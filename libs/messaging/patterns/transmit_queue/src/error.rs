use crate::intent::TransmitIntent;
use crate::message::ActorAddress;

/// Errors surfaced to callers of the transmit queue.
///
/// Terminal delivery failures (overload, timeout, transport failure) are
/// never returned here; they are reported through the intent's
/// [`SendStatus`](crate::SendStatus).
#[derive(Debug, Clone, PartialEq, Eq, thiserror::Error)]
pub enum TransmitError {
    #[error("Address not yet transmissible: {target}")]
    Unresolved { target: ActorAddress },

    #[error("Serialization failed: {message}")]
    Serialization { message: String },

    #[error("Invalid configuration for {field}: {message}")]
    Config { field: String, message: String },
}

impl TransmitError {
    /// Create an unresolved-address error
    pub fn unresolved(target: ActorAddress) -> Self {
        TransmitError::Unresolved { target }
    }

    /// Create a serialization error
    pub fn serialization(message: impl Into<String>) -> Self {
        TransmitError::Serialization {
            message: message.into(),
        }
    }

    /// Create an invalid config error
    pub fn config(field: impl Into<String>, message: impl Into<String>) -> Self {
        TransmitError::Config {
            field: field.into(),
            message: message.into(),
        }
    }

    /// Check if the caller may resubmit the same intent later
    pub fn is_retryable(&self) -> bool {
        matches!(
            self,
            TransmitError::Unresolved { .. } | TransmitError::Serialization { .. }
        )
    }
}

/// An intent handed back to the caller because it could not be prepared.
///
/// The caller owns the intent again and decides when to resubmit it.
/// Dropping a `Rejected` completes the intent as abandoned.
#[derive(Debug, thiserror::Error)]
#[error("Transmit {intent} rejected: {error}")]
pub struct Rejected {
    pub intent: TransmitIntent,
    #[source]
    pub error: TransmitError,
}

impl Rejected {
    pub fn new(intent: TransmitIntent, error: TransmitError) -> Self {
        Self { intent, error }
    }

    pub fn is_retryable(&self) -> bool {
        self.error.is_retryable()
    }

    /// Take the intent back for a later retry
    pub fn into_intent(self) -> TransmitIntent {
        self.intent
    }
}

#[cfg(test)]
mod tests {
    use super::*;

    #[test]
    fn test_error_classification() {
        let unresolved = TransmitError::unresolved(ActorAddress::new("local-only"));
        assert!(unresolved.is_retryable());
        assert_eq!(
            unresolved.to_string(),
            "Address not yet transmissible: local-only"
        );

        let ser = TransmitError::serialization("bad payload");
        assert!(ser.is_retryable());

        let cfg = TransmitError::config("max_pending_transmits", "must be greater than 0");
        assert!(!cfg.is_retryable());
        assert!(cfg.to_string().contains("max_pending_transmits"));
    }
}
impl Shared {
    fn schedule(
        self: &Arc<Self>,
        address_manager: Option<&dyn AddressManager>,
        mut intent: TransmitIntent,
        exclusive: bool,
    ) -> Result<(), Rejected> {
        if let Some(address_manager) = address_manager {
            match address_manager.prepare_send(intent.target(), intent.message()) {
                Ok(Resolution::DeadTarget) => {
                    warn!("Faking dead target transmit result Sent for {}", intent);
                    self.metrics.record_dead_target();
                    intent.complete(SendStatus::Sent);
                    return Ok(());
                }
                Ok(Resolution::Deliver { target, message }) => intent.retarget(target, message),
                Err(error) => return Err(Rejected::new(intent, error)),
            }
        }

        let serialized = match intent.message().serialize() {
            Ok(serialized) => serialized,
            Err(error) => return Err(Rejected::new(intent, error)),
        };
        intent.set_serialized(serialized);

        self.schedule_prepared(intent, exclusive);
        Ok(())
    }

    fn schedule_prepared(self: &Arc<Self>, intent: TransmitIntent, exclusive: bool) {
        let drain_deadline = intent.deadline();

        if intent.message().is_update_work() {
            // Never transmitted; the driving thread is awake to see it
            intent.complete(SendStatus::Sent);
            self.interrupt_pending.store(false, Ordering::Release);
        } else if intent.serialized().map_or(true, Bytes::is_empty) {
            self.metrics.record_empty_payload();
            intent.complete(SendStatus::Sent);
            return;
        } else if !self.enqueue(intent) {
            return;
        }

        if !self.can_send_now() {
            if self.try_begin_drain(exclusive) {
                let _sending = SendingGuard { shared: self };
                self.drain_if_needed(drain_deadline);
            } else if !self.config.producer_backoff.is_zero() {
                // Slow down producers that cannot help draining
                thread::sleep(self.config.producer_backoff);
            }
        }

        while self.can_send_now() {
            if !self.run_queued(exclusive) {
                self.interrupt_driver_if_needed();
                break;
            }
        }
    }

    /// Append to the queue unless it is at the drop level
    fn enqueue(&self, intent: TransmitIntent) -> bool {
        let rejected = {
            let mut state = self.state.lock();
            if state.pending.len() < self.config.drop_transmits_level {
                state.pending.push_back(intent);
                self.metrics.record_enqueued(state.pending.len());
                None
            } else {
                Some(intent)
            }
        };

        match rejected {
            None => true,
            Some(intent) => {
                warn!("Dropping TX: overloaded ({})", intent);
                self.metrics.record_overload_drop();
                intent.complete(SendStatus::Failed(TxFailure::Overloaded));
                false
            }
        }
    }

    fn can_send_now(&self) -> bool {
        self.state.lock().outstanding < self.config.max_pending_transmits
    }

    fn is_driver_thread(&self) -> bool {
        *self.driver.lock() == thread::current().id()
    }

    fn interrupt_driver_if_needed(&self) {
        if self.is_driver_thread() {
            return;
        }
        if !self.interrupt_pending.swap(true, Ordering::AcqRel) {
            debug!("Interrupting driver wait on {}", self.transport.name());
            self.metrics.record_interrupt();
            self.transport.interrupt_blocking_wait();
        }
    }

    /// Claim `sending` for a drain attempt
    fn try_begin_drain(&self, exclusive: bool) -> bool {
        let mut state = self.state.lock();
        if (!exclusive && state.exclusive_holder) || state.sending {
            return false;
        }
        state.sending = true;
        true
    }

    fn run_queued(self: &Arc<Self>, exclusive: bool) -> bool {
        self.sweep_until_stable();

        let next = {
            let mut state = self.state.lock();
            if (!exclusive && state.exclusive_holder) || state.sending {
                return false;
            }
            match self.take_next(&mut state) {
                Some(next) => {
                    state.sending = true;
                    next
                }
                None => return false,
            }
        };

        let _sending = SendingGuard { shared: self };
        self.dispatch(next);
        true
    }

    /// Pop the head of the queue if capacity allows; caller holds the lock
    fn take_next(&self, state: &mut QueueState) -> Option<Dispatch> {
        if state.outstanding >= self.config.max_pending_transmits {
            return None;
        }
        let intent = state.pending.pop_front()?;
        if intent.expired() {
            return Some(Dispatch::Expired(intent));
        }
        if intent.is_dead_letter() {
            return Some(Dispatch::DeadLetter(intent));
        }
        state.outstanding += 1;
        Some(Dispatch::Physical(intent))
    }

    fn dispatch(self: &Arc<Self>, next: Dispatch) {
        match next {
            Dispatch::Expired(intent) => {
                warn!("TX intent {} timed out", intent);
                self.metrics.record_timeouts(1);
                intent.complete(SendStatus::Failed(TxFailure::TimedOut));
            }
            Dispatch::DeadLetter(intent) => {
                warn!("Faking dead target transmit result Sent for {}", intent);
                self.metrics.record_dead_target();
                intent.complete(SendStatus::Sent);
            }
            Dispatch::Physical(mut intent) => {
                let shared: Weak<Shared> = Arc::downgrade(self);
                intent.add_hook(Box::new(move |status: &SendStatus| {
                    if let Some(shared) = shared.upgrade() {
                        shared.transmit_done(status);
                    }
                }));
                self.metrics.record_dispatched();
                debug!("actualTransmit of {} via {}", intent, self.transport.name());
                self.transport.submit_physical(intent);
            }
        }
    }

    /// Completion hook for intents handed to the transport
    fn transmit_done(self: &Arc<Self>, status: &SendStatus) {
        {
            let mut state = self.state.lock();
            state.outstanding = state.outstanding.saturating_sub(1);
        }
        self.metrics.record_completion(status);
        if let Some(failure) = status.failure() {
            debug!("Transport reported {} failure: {}", failure_label(failure), failure);
        }
        self.refill();
    }

    /// Move queued work to the transport while capacity remains
    fn refill(self: &Arc<Self>) {
        while self.can_send_now() {
            if !self.run_queued(false) {
                break;
            }
        }
    }

    /// Feed the transport on behalf of a context that already holds `sending`
    fn feed_transport(self: &Arc<Self>) {
        loop {
            let next = {
                let mut state = self.state.lock();
                self.take_next(&mut state)
            };
            match next {
                Some(next) => self.dispatch(next),
                None => break,
            }
        }
    }

    fn sweep_expired(&self) -> SweepOutcome {
        let (expired, live) = {
            let mut state = self.state.lock();
            if !state.pending.iter().any(TransmitIntent::expired) {
                return SweepOutcome {
                    live: state.pending.len(),
                    removed: 0,
                };
            }
            let (expired, valid): (VecDeque<_>, VecDeque<_>) = std::mem::take(&mut state.pending)
                .into_iter()
                .partition(TransmitIntent::expired);
            state.pending = valid;
            (expired, state.pending.len())
        };

        let removed = expired.len();
        self.metrics.record_timeouts(removed);
        for intent in expired {
            warn!("TX intent {} timed out", intent);
            intent.complete(SendStatus::Failed(TxFailure::TimedOut));
        }
        SweepOutcome { live, removed }
    }

    /// Sweep until a pass removes nothing; returns the live depth
    fn sweep_until_stable(&self) -> usize {
        loop {
            let outcome = self.sweep_expired();
            if outcome.removed == 0 {
                return outcome.live;
            }
        }
    }

    /// Transmit-only mode; caller holds `sending`
    fn drain_if_needed(self: &Arc<Self>, intent_deadline: Deadline) {
        let mut live = self.sweep_until_stable();
        if live < self.config.max_queued_transmits || !self.rx_pause_enabled.load(Ordering::Acquire)
        {
            return;
        }

        // Bounded even when the intent waits forever
        let finish = intent_deadline.capped(self.config.max_drain_duration);
        warn!(
            "Entering tx-only mode to drain excessive queue ({} >= {}, drain-to {} in {})",
            live,
            self.config.max_queued_transmits,
            self.config.queue_transmit_unblock_threshold,
            finish
        );
        self.metrics.record_drain_entry();

        let mut exit = DrainExit::Drained;
        while live > self.config.queue_transmit_unblock_threshold {
            if finish.expired() {
                exit = DrainExit::DeadlineExpired;
                break;
            }
            self.feed_transport();
            if self.transport.run_transmit_only(finish.remaining()) == 0 {
                info!("Exiting tx-only mode because no transport work available");
                exit = DrainExit::NoProgress;
                break;
            }
            live = self.sweep_until_stable();
        }

        warn!(
            "Exited tx-only mode after draining excessive queue ({}, {:?})",
            self.state.lock().pending.len(),
            exit
        );
        self.metrics.record_drain_exit(exit);
    }

    fn notify_dead_target(&self, address_manager: &dyn AddressManager, dead: &ActorAddress) -> usize {
        let affected: Vec<(IntentId, Message)> = self
            .state
            .lock()
            .pending
            .iter()
            .filter(|intent| intent.target() == dead)
            .map(|intent| (intent.id(), intent.message().clone()))
            .collect();
        if affected.is_empty() {
            return 0;
        }

        let mut rewrites = HashMap::with_capacity(affected.len());
        for (id, message) in affected {
            match address_manager.prepare_send(dead, &message) {
                Ok(Resolution::DeadTarget) => {
                    rewrites.insert(id, Rewrite::DeadLetter);
                }
                Ok(Resolution::Deliver { target, message }) => match message.serialize() {
                    Ok(serialized) => {
                        rewrites.insert(
                            id,
                            Rewrite::Reroute {
                                target,
                                message,
                                serialized,
                            },
                        );
                    }
                    Err(e) => warn!("Cannot reroute {} away from dead {}: {}", id, dead, e),
                },
                Err(e) => warn!("Cannot reroute {} away from dead {}: {}", id, dead, e),
            }
        }

        let mut applied = 0;
        {
            let mut state = self.state.lock();
            for intent in state.pending.iter_mut() {
                // Only snapshot intents still queued are rewritten
                let Some(rewrite) = rewrites.remove(&intent.id()) else {
                    continue;
                };
                match rewrite {
                    Rewrite::DeadLetter => intent.mark_dead_letter(),
                    Rewrite::Reroute {
                        target,
                        message,
                        serialized,
                    } => {
                        let nothing_to_send = serialized.is_empty();
                        intent.retarget(target, message);
                        intent.set_serialized(serialized);
                        if nothing_to_send {
                            intent.mark_dead_letter();
                        }
                    }
                }
                applied += 1;
            }
        }

        self.metrics.record_rewrites(applied);
        info!("Rerouted {} queued transmits away from dead {}", applied, dead);
        applied
    }
}
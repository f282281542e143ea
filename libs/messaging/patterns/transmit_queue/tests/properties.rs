//! Randomised operation sequences checked against the queue's invariants

mod common;

use common::small_config;
use proptest::prelude::*;
use std::sync::atomic::{AtomicUsize, Ordering};
use std::sync::Arc;
use std::time::Duration;
use transmit_queue::test_utils::HoldingTransport;
use transmit_queue::{IntentId, SendStatus, TransmitIntent, TransmitQueue, TxFailure};

#[derive(Debug, Clone)]
enum Op {
    Submit { target: usize, expired: bool },
    Complete { ok: bool },
    Drive,
    Sweep,
}

fn op_strategy() -> impl Strategy<Value = Op> {
    prop_oneof![
        4 => (0..3usize, prop::bool::weighted(0.2))
            .prop_map(|(target, expired)| Op::Submit { target, expired }),
        3 => any::<bool>().prop_map(|ok| Op::Complete { ok }),
        1 => Just(Op::Drive),
        1 => Just(Op::Sweep),
    ]
}

struct Tracked {
    id: IntentId,
    expired: bool,
    completions: Arc<AtomicUsize>,
}

proptest! {
    #![proptest_config(ProptestConfig::with_cases(64))]

    #[test]
    fn test_invariants_hold_for_any_sequence(
        pending in 1usize..4,
        queued in 2usize..8,
        headroom in 0usize..4,
        draining in any::<bool>(),
        ops in prop::collection::vec(op_strategy(), 1..80),
    ) {
        let unblock = queued / 2;
        let drop_level = queued + headroom;
        let transport = Arc::new(HoldingTransport::new());
        transport.set_draining(draining);
        let queue = TransmitQueue::new(
            small_config(pending, queued, unblock, drop_level),
            transport.clone(),
        ).unwrap();

        let mut tracked = Vec::new();
        for op in ops {
            match op {
                Op::Submit { target, expired } => {
                    let completions = Arc::new(AtomicUsize::new(0));
                    let counter = Arc::clone(&completions);
                    let mut intent = TransmitIntent::new(format!("peer-{}", target), b"data".to_vec())
                        .on_complete(move |_| {
                            counter.fetch_add(1, Ordering::SeqCst);
                        });
                    if expired {
                        intent = intent.with_timeout(Duration::ZERO);
                    }
                    tracked.push(Tracked { id: intent.id(), expired, completions });
                    queue.submit(None, intent).unwrap();
                }
                Op::Complete { ok } => {
                    let status = if ok {
                        SendStatus::Sent
                    } else {
                        SendStatus::Failed(TxFailure::Transport("reset".into()))
                    };
                    transport.complete_next(status);
                }
                Op::Drive => {
                    queue.drive();
                }
                Op::Sweep => {
                    queue.sweep_expired();
                    let again = queue.sweep_expired();
                    prop_assert_eq!(again.removed, 0);
                }
            }

            prop_assert!(queue.outstanding() <= pending);
            prop_assert!(transport.held_count() <= pending);
            prop_assert!(queue.queued_len() <= drop_level);
            prop_assert!(!queue.status().sending);
        }

        loop {
            let completed = transport.complete_all(SendStatus::Sent);
            if completed == 0 && !queue.drive() {
                break;
            }
        }
        prop_assert_eq!(queue.outstanding(), 0);
        prop_assert_eq!(queue.queued_len(), 0);

        for t in &tracked {
            prop_assert_eq!(t.completions.load(Ordering::SeqCst), 1, "{} completed", t.id);
        }

        // FIFO: ids are handed out in submission order
        let submitted = transport.submitted_ids();
        prop_assert!(submitted.windows(2).all(|w| w[0] < w[1]));

        for t in tracked.iter().filter(|t| t.expired) {
            prop_assert!(!submitted.contains(&t.id));
        }
        prop_assert!(transport.max_in_flight() <= pending);
    }
}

Work required :: Here the job is to output the lines from the start of the material through the line with "pub fn config(field: impl", inclusive, exactly and with nothing else.

Answer area ::
filename libs/messaging/patterns/transmit_queue/src/error.rs
use crate::intent::TransmitIntent;
use crate::message::ActorAddress;

/// Errors surfaced to callers of the transmit queue.
///
/// Terminal delivery failures (overload, timeout, transport failure) are
/// never returned here; they are reported through the intent's
/// [`SendStatus`](crate::SendStatus).
#[derive(Debug, Clone, PartialEq, Eq, thiserror::Error)]
pub enum TransmitError {
    #[error("Address not yet transmissible: {target}")]
    Unresolved { target: ActorAddress },

    #[error("Serialization failed: {message}")]
    Serialization { message: String },

    #[error("Invalid configuration for {field}: {message}")]
    Config { field: String, message: String },
}

impl TransmitError {
    /// Create an unresolved-address error
    pub fn unresolved(target: ActorAddress) -> Self {
        TransmitError::Unresolved { target }
    }

    /// Create a serialization error
    pub fn serialization(message: impl Into<String>) -> Self {
        TransmitError::Serialization {
            message: message.into(),
        }
    }

    /// Create an invalid config error
    pub fn config(field: impl Into<String>, message: impl Into<String>) -> Self {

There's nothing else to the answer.